//! Subprocess execution and host queries.

pub mod command;
pub mod mock;
pub mod platform;
pub mod runner;

pub use command::{execute, CommandOptions, CommandResult, Invocation};
pub use mock::MockRunner;
pub use platform::{effective_uid, is_ci};
pub use runner::{CommandRunner, SystemRunner};
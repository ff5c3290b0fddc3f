//! Configuration schema definitions.
//!
//! This module contains the struct definitions that map to the YAML
//! configuration file format. Every field has a default, so an empty
//! file (or no file at all) is a valid configuration.

use serde::{Deserialize, Serialize};

/// Root configuration structure for `config.yml`.
#[derive(Debug, Clone, Default, PartialEq, Serialize, Deserialize)]
#[serde(default)]
pub struct SetupConfig {
    /// Global settings
    pub settings: Settings,

    /// The target Python package
    pub package: PackageConfig,

    /// Interpreter requirements
    pub python: PythonConfig,
}

/// Global settings.
#[derive(Debug, Clone, Default, PartialEq, Serialize, Deserialize)]
#[serde(default)]
pub struct Settings {
    /// Default output mode: verbose, normal, quiet, silent
    pub output: OutputMode,

    /// Install without asking
    #[serde(skip_serializing_if = "is_false")]
    pub assume_yes: bool,

    /// Mark optional dependencies as skipped instead of installing them
    #[serde(skip_serializing_if = "is_false")]
    pub skip_optional: bool,
}

fn is_false(b: &bool) -> bool {
    !*b
}

/// Output verbosity in the config file.
#[derive(Debug, Clone, Copy, Default, PartialEq, Eq, Serialize, Deserialize)]
#[serde(rename_all = "lowercase")]
pub enum OutputMode {
    Verbose,
    #[default]
    Normal,
    Quiet,
    Silent,
}

/// The Python distribution being bootstrapped.
#[derive(Debug, Clone, PartialEq, Serialize, Deserialize)]
#[serde(default)]
pub struct PackageConfig {
    /// Distribution name on PyPI
    pub name: String,

    /// Importable module name
    pub module: String,

    /// JSON metadata endpoint used by `update`
    pub index_url: String,
}

impl Default for PackageConfig {
    fn default() -> Self {
        Self {
            name: "wrkmon".to_string(),
            module: "wrkmon".to_string(),
            index_url: "https://pypi.org/pypi/wrkmon/json".to_string(),
        }
    }
}

/// Interpreter requirements.
#[derive(Debug, Clone, PartialEq, Serialize, Deserialize)]
#[serde(default)]
pub struct PythonConfig {
    /// Minimum interpreter version, `major.minor[.patch]`
    pub min_version: String,
}

impl Default for PythonConfig {
    fn default() -> Self {
        Self {
            min_version: "3.10".to_string(),
        }
    }
}
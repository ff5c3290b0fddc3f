//! Interactive prompts.

use console::{style, Term};
use dialoguer::theme::ColorfulTheme;
use dialoguer::Confirm;

use crate::error::{Result, SetupError};

use super::Prompt;

/// Convert dialoguer errors to SetupError.
fn map_dialoguer_err(e: dialoguer::Error) -> SetupError {
    SetupError::Io(e.into())
}

/// Dialoguer theme without the default yellow `?` prefix.
fn prompt_theme() -> ColorfulTheme {
    ColorfulTheme {
        prompt_prefix: style("".to_string()),
        ..ColorfulTheme::default()
    }
}

/// Ask a yes/no question on `term`.
pub fn confirm_on(prompt: &Prompt, term: &Term) -> Result<bool> {
    Confirm::with_theme(&prompt_theme())
        .with_prompt(&prompt.question)
        .default(prompt.default)
        .interact_on(term)
        .map_err(map_dialoguer_err)
}
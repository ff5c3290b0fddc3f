//! Packaging checks for the shipped binary.

const CARGO_TOML: &str = include_str!("../Cargo.toml");

#[test]
fn release_profile_is_size_optimized() {
    let profile = CARGO_TOML
        .split("[profile.release]")
        .nth(1)
        .expect("Cargo.toml must have a [profile.release] section");

    for setting in ["lto = true", "strip = true", "codegen-units = 1", "opt-level = \"z\""] {
        assert!(profile.contains(setting), "release profile is missing `{}`", setting);
    }
}

#[test]
fn binary_is_named_wrkmon_setup() {
    let bin = CARGO_TOML
        .split("[[bin]]")
        .nth(1)
        .expect("Cargo.toml must declare a [[bin]] target");
    assert!(bin.contains("name = \"wrkmon-setup\""));
    assert!(bin.contains("path = \"src/main.rs\""));
}

#[test]
fn http_client_avoids_native_tls() {
    let reqwest = CARGO_TOML
        .lines()
        .find(|l| l.starts_with("reqwest"))
        .expect("reqwest dependency");
    assert!(reqwest.contains("default-features = false"));
    assert!(reqwest.contains("rustls"));
}
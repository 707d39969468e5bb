use serde::{Deserialize, Serialize};

use super::Expiry;

/// Full file record, for standalone files and album founders
#[derive(Debug, Clone, PartialEq, Eq, Serialize, Deserialize)]
pub struct NewFile {
    pub id: String,
    pub display_name: String,
    pub storage_key: String,
    pub size_bytes: u64,
    pub mime_type: String,
    pub uploaded_by: String,
    pub uploaded_at: i64,
    pub expires_at: Expiry,
    pub is_private: bool,
}

/// Minimal file record joining an album that already exists
///
/// Timestamps and visibility are inherited from the album.
#[derive(Debug, Clone, PartialEq, Eq, Serialize, Deserialize)]
pub struct JoinFile {
    pub album_id: String,
    pub id: String,
    pub display_name: String,
    pub storage_key: String,
    pub size_bytes: u64,
    pub mime_type: String,
    pub uploaded_by: String,
}

/// Payload of the metadata store's `add_file` operation
#[derive(Debug, Clone, PartialEq, Eq, Serialize, Deserialize)]
#[serde(untagged)]
pub enum FileRecord {
    Full(NewFile),
    Join(JoinFile),
}

impl FileRecord {
    pub fn id(&self) -> &str {
        match self {
            FileRecord::Full(file) => &file.id,
            FileRecord::Join(file) => &file.id,
        }
    }

    /// Album referenced by the record. Only join records reference one.
    pub fn album_id(&self) -> Option<&str> {
        match self {
            FileRecord::Full(_) => None,
            FileRecord::Join(file) => Some(&file.album_id),
        }
    }
}

impl From<NewFile> for FileRecord {
    fn from(file: NewFile) -> Self {
        FileRecord::Full(file)
    }
}

impl From<JoinFile> for FileRecord {
    fn from(file: JoinFile) -> Self {
        FileRecord::Join(file)
    }
}
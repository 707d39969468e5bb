//! Constants shared across the migration crates.

/// Expiry value the new metadata store reads as "never expires".
pub const NEVER_EXPIRES: &str = "Infinity";

/// Extension of pre-computed legacy thumbnails, and of thumbnails written to the blob store.
pub const THUMBNAIL_EXTENSION: &str = "webp";

/// Legacy `in_album` value meaning "not part of an album".
pub const NO_ALBUM: &str = "0";

pub const DEFAULT_LEGACY_DATABASE_PATH: &str = "./storage/database/stash.db";
pub const DEFAULT_LEGACY_LOCK_TIMEOUT_SECS: u64 = 5;
pub const DEFAULT_LEGACY_UPLOAD_ROOT: &str = ".";
pub const DEFAULT_LEGACY_THUMBNAIL_DIR: &str = "../thumbnail";
//! Blob store abstraction trait
//!
//! This module defines the BlobStore trait that all storage backends must implement.

use crate::StorageBackend;
use async_trait::async_trait;
use std::fmt;
use std::pin::Pin;
use thiserror::Error;
use tokio::io::AsyncRead;

/// Storage operation errors
#[derive(Debug, Error)]
pub enum StorageError {
    #[error("Upload failed: {0}")]
    UploadFailed(String),

    #[error("Container creation failed: {0}")]
    ContainerFailed(String),

    #[error("Invalid storage key: {0}")]
    InvalidKey(String),

    #[error("Storage backend error: {0}")]
    BackendError(String),

    #[error("IO error: {0}")]
    IoError(#[from] std::io::Error),

    #[error("Configuration error: {0}")]
    ConfigError(String),
}

/// Result type for storage operations
pub type StorageResult<T> = Result<T, StorageError>;

/// Readable byte stream handed to the store
pub type BlobReader = Pin<Box<dyn AsyncRead + Send + Unpin>>;

/// Storage-facing names for a file and its thumbnail, scoped to one container
#[derive(Debug, Clone, PartialEq, Eq)]
pub struct AllocatedNames {
    pub content_key: String,
    pub thumbnail_key: String,
}

/// One blob to write: where it goes and where its bytes come from
pub struct BlobPayload {
    pub key: String,
    pub reader: BlobReader,
}

impl BlobPayload {
    pub fn new(key: impl Into<String>, reader: BlobReader) -> Self {
        Self {
            key: key.into(),
            reader,
        }
    }
}

impl fmt::Debug for BlobPayload {
    fn fmt(&self, f: &mut fmt::Formatter<'_>) -> fmt::Result {
        f.debug_struct("BlobPayload")
            .field("key", &self.key)
            .finish_non_exhaustive()
    }
}

/// A file and its thumbnail, written together into the uploader's container
#[derive(Debug)]
pub struct WriteRequest {
    pub username: String,
    pub content: BlobPayload,
    pub thumbnail: BlobPayload,
}

/// Sizes measured by the backend while writing
///
/// `size_bytes` is the authoritative size of the content blob.
#[derive(Debug, Clone, Copy, PartialEq, Eq)]
pub struct WriteOutcome {
    pub size_bytes: u64,
    pub thumbnail_size_bytes: u64,
}

/// Blob store abstraction trait
///
/// All storage backends must implement this trait so the migration can target
/// any backend without coupling to its addressing scheme.
///
/// **Key format:** keys returned by `allocate_names` are relative to the
/// container of the user they were allocated for. See the crate root documentation.
#[async_trait]
pub trait BlobStore: Send + Sync {
    /// Create the per-user namespace that later writes for `username` land in
    async fn create_container(&self, username: &str) -> StorageResult<()>;

    /// Allocate storage keys for a file and its thumbnail
    ///
    /// `filename` is the display filename; backends may use its extension but
    /// must not use it verbatim, so two uploads with the same name never collide.
    fn allocate_names(&self, username: &str, filename: &str) -> StorageResult<AllocatedNames>;

    /// Stream the content and thumbnail of one file into the store
    ///
    /// Both readers are consumed until EOF. Returns the sizes the backend measured.
    async fn write(&self, request: WriteRequest) -> StorageResult<WriteOutcome>;

    /// Get the storage backend type
    fn backend_type(&self) -> StorageBackend;
}
//! Identity mapping from legacy rows to new records
//!
//! Accounts get fresh ids; files and albums keep their legacy ids so external
//! references to them stay valid.

use stash_core::models::{Expiry, LegacyFile, LegacyUser, NewAccount};
use uuid::Uuid;

/// Extensions preferred over the first `mime_guess` candidate, which is
/// alphabetical rather than conventional (`image/jpeg` would give `jfif`).
const PREFERRED_EXTENSIONS: &[(&str, &str)] = &[
    ("image/jpeg", "jpg"),
    ("image/svg+xml", "svg"),
    ("image/tiff", "tiff"),
    ("audio/mpeg", "mp3"),
    ("video/mpeg", "mpeg"),
    ("video/quicktime", "mov"),
    ("text/plain", "txt"),
];

/// A legacy file after identity mapping, once its content has been stored
#[derive(Debug, Clone, PartialEq, Eq)]
pub struct MappedFile {
    pub id: String,
    pub display_name: String,
    pub storage_key: String,
    pub size_bytes: u64,
    pub mime_type: String,
    pub uploaded_by: String,
    pub uploaded_at: i64,
    pub expires_at: Expiry,
    pub is_private: bool,
    pub album_id: Option<String>,
}

pub fn mint_account(user: &LegacyUser) -> NewAccount {
    NewAccount {
        id: Uuid::new_v4().to_string(),
        username: user.username.clone(),
        email: user.email.clone(),
        password_hash: user.password_hash.clone(),
        is_admin: user.is_admin,
    }
}

/// Final display filename: the original name if it already has an extension,
/// otherwise the original name plus the MIME type's extension (if one is known).
pub fn display_filename(original: &str, mime_type: &str) -> String {
    if has_extension(original) {
        return original.to_string();
    }
    match mime_extension(mime_type) {
        Some(ext) => format!("{}.{}", original, ext),
        None => original.to_string(),
    }
}

/// Whether the last path segment has a `.` after its first character.
///
/// `.bashrc` has no extension, `notes.` has an empty one (and keeps it).
pub fn has_extension(filename: &str) -> bool {
    let base = filename.rsplit(['/', '\\']).next().unwrap_or(filename);
    matches!(base.rfind('.'), Some(idx) if idx > 0)
}

pub fn mime_extension(mime_type: &str) -> Option<&'static str> {
    let essence = mime_type
        .split(';')
        .next()
        .unwrap_or(mime_type)
        .trim()
        .to_ascii_lowercase();

    if let Some((_, ext)) = PREFERRED_EXTENSIONS
        .iter()
        .find(|(mime, _)| *mime == essence)
    {
        return Some(ext);
    }

    mime_guess::get_mime_extensions_str(&essence).and_then(|exts| exts.first().copied())
}

pub fn is_private(is_public: bool) -> bool {
    !is_public
}

/// Map a legacy file whose content now lives at `storage_key`.
///
/// `size_bytes` must be the size measured by the blob store; the legacy
/// `filesize` column is not trusted.
pub fn map_file(
    file: &LegacyFile,
    display_name: String,
    storage_key: String,
    size_bytes: u64,
) -> MappedFile {
    MappedFile {
        id: file.legacy_id.clone(),
        display_name,
        storage_key,
        size_bytes,
        mime_type: file.mime_type.clone(),
        uploaded_by: file.uploaded_by.clone(),
        uploaded_at: file.uploaded_at,
        expires_at: Expiry::from_legacy(file.uploaded_until),
        is_private: is_private(file.is_public),
        album_id: file.album().map(String::from),
    }
}
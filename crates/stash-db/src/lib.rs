//! Stash Metadata Layer
//!
//! This crate provides the metadata-store abstraction the migration writes
//! accounts, albums and file records through, and a SQLite implementation.
//
// Module declarations
pub mod db;
pub mod factory;
pub mod traits;

// Re-exports
pub use db::{SqliteMetadataStore, StoredAlbum, StoredFile};
pub use factory::create_metadata_store;
pub use traits::MetadataStore;
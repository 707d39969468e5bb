use serde::{Deserialize, Serialize};

use super::Expiry;

/// Album written to the new metadata store
///
/// Created once, seeded from the first file of the album in traversal order
/// (the donor): `file_ids` holds only the donor's id, and the uploader,
/// timestamps and visibility are the donor's.
#[derive(Debug, Clone, PartialEq, Eq, Serialize, Deserialize)]
pub struct NewAlbum {
    pub id: String,
    pub file_ids: Vec<String>,
    pub uploaded_by: String,
    pub uploaded_at: i64,
    pub expires_at: Expiry,
    pub is_private: bool,
}
use serde::{Deserialize, Serialize};

/// Account row from the legacy `users` table
#[derive(Debug, Clone, PartialEq, Eq, Serialize, Deserialize)]
#[cfg_attr(feature = "sqlx", derive(sqlx::FromRow))]
pub struct LegacyUser {
    pub username: String,
    pub email: String,
    pub password_hash: String,
    pub is_admin: bool,
}

/// File row from the legacy `files` table
///
/// `locator_pattern` is not a path: it is a glob of the form
/// `*/<mime prefix>/<legacy id>*` relative to the legacy upload root.
#[derive(Debug, Clone, PartialEq, Eq, Serialize, Deserialize)]
#[cfg_attr(feature = "sqlx", derive(sqlx::FromRow))]
pub struct LegacyFile {
    pub legacy_id: String,
    pub original_filename: String,
    pub locator_pattern: String,
    pub size_bytes: i64,
    pub mime_type: String,
    pub uploaded_by: String,
    /// Upload time, milliseconds since the Unix epoch
    pub uploaded_at: i64,
    /// `None` means the upload never expires
    pub uploaded_until: Option<i64>,
    pub is_public: bool,
    /// Raw `in_album` value; see [`LegacyFile::album`]
    pub album_id: Option<String>,
}

impl LegacyFile {
    /// Album this file belongs to, if any.
    ///
    /// The legacy schema marks "no album" with NULL, an empty string or `0`.
    pub fn album(&self) -> Option<&str> {
        match self.album_id.as_deref().map(str::trim) {
            None | Some("") | Some(crate::constants::NO_ALBUM) => None,
            Some(album) => Some(album),
        }
    }
}
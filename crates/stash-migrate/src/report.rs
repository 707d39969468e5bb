//! Run summary
//!
//! Collected while the run progresses, logged once at the end.

use chrono::{DateTime, Utc};
use serde::Serialize;

/// How a processed file relates to albums
#[derive(Debug, Clone, PartialEq, Eq, Serialize)]
#[serde(tag = "kind", rename_all = "snake_case")]
pub enum AlbumAction {
    Standalone,
    Founded { album_id: String },
    Joined { album_id: String },
}

/// Per-file result of the run
#[derive(Debug, Clone, PartialEq, Eq, Serialize)]
#[serde(tag = "outcome", rename_all = "snake_case")]
pub enum RecordOutcome {
    Processed {
        file_id: String,
        album: AlbumAction,
        size_bytes: u64,
    },
    SkippedMissingSource {
        file_id: String,
        pattern: String,
    },
}

impl RecordOutcome {
    pub fn file_id(&self) -> &str {
        match self {
            RecordOutcome::Processed { file_id, .. } => file_id,
            RecordOutcome::SkippedMissingSource { file_id, .. } => file_id,
        }
    }
}

#[derive(Debug, Clone, Serialize)]
pub struct MigrationReport {
    pub started_at: DateTime<Utc>,
    pub finished_at: Option<DateTime<Utc>>,
    pub accounts_created: usize,
    pub containers_created: usize,
    pub albums_created: usize,
    pub files_joined: usize,
    pub outcomes: Vec<RecordOutcome>,
}

impl MigrationReport {
    pub fn start() -> Self {
        Self {
            started_at: Utc::now(),
            finished_at: None,
            accounts_created: 0,
            containers_created: 0,
            albums_created: 0,
            files_joined: 0,
            outcomes: Vec::new(),
        }
    }

    pub fn record(&mut self, outcome: RecordOutcome) {
        if let RecordOutcome::Processed { album, .. } = &outcome {
            match album {
                AlbumAction::Founded { .. } => self.albums_created += 1,
                AlbumAction::Joined { .. } => self.files_joined += 1,
                AlbumAction::Standalone => {}
            }
        }
        self.outcomes.push(outcome);
    }

    pub fn processed(&self) -> usize {
        self.outcomes
            .iter()
            .filter(|o| matches!(o, RecordOutcome::Processed { .. }))
            .count()
    }

    pub fn skipped(&self) -> usize {
        self.outcomes.len() - self.processed()
    }

    pub fn skipped_ids(&self) -> impl Iterator<Item = &str> {
        self.outcomes
            .iter()
            .filter(|o| matches!(o, RecordOutcome::SkippedMissingSource { .. }))
            .map(RecordOutcome::file_id)
    }

    pub fn finish(&mut self) {
        self.finished_at = Some(Utc::now());
    }

    pub fn duration_ms(&self) -> Option<i64> {
        self.finished_at
            .map(|end| (end - self.started_at).num_milliseconds())
    }
}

________________________

What the exercise asks. A count is needed of the lines above that hold the word "while"; give that count and no other text.

Response area. 2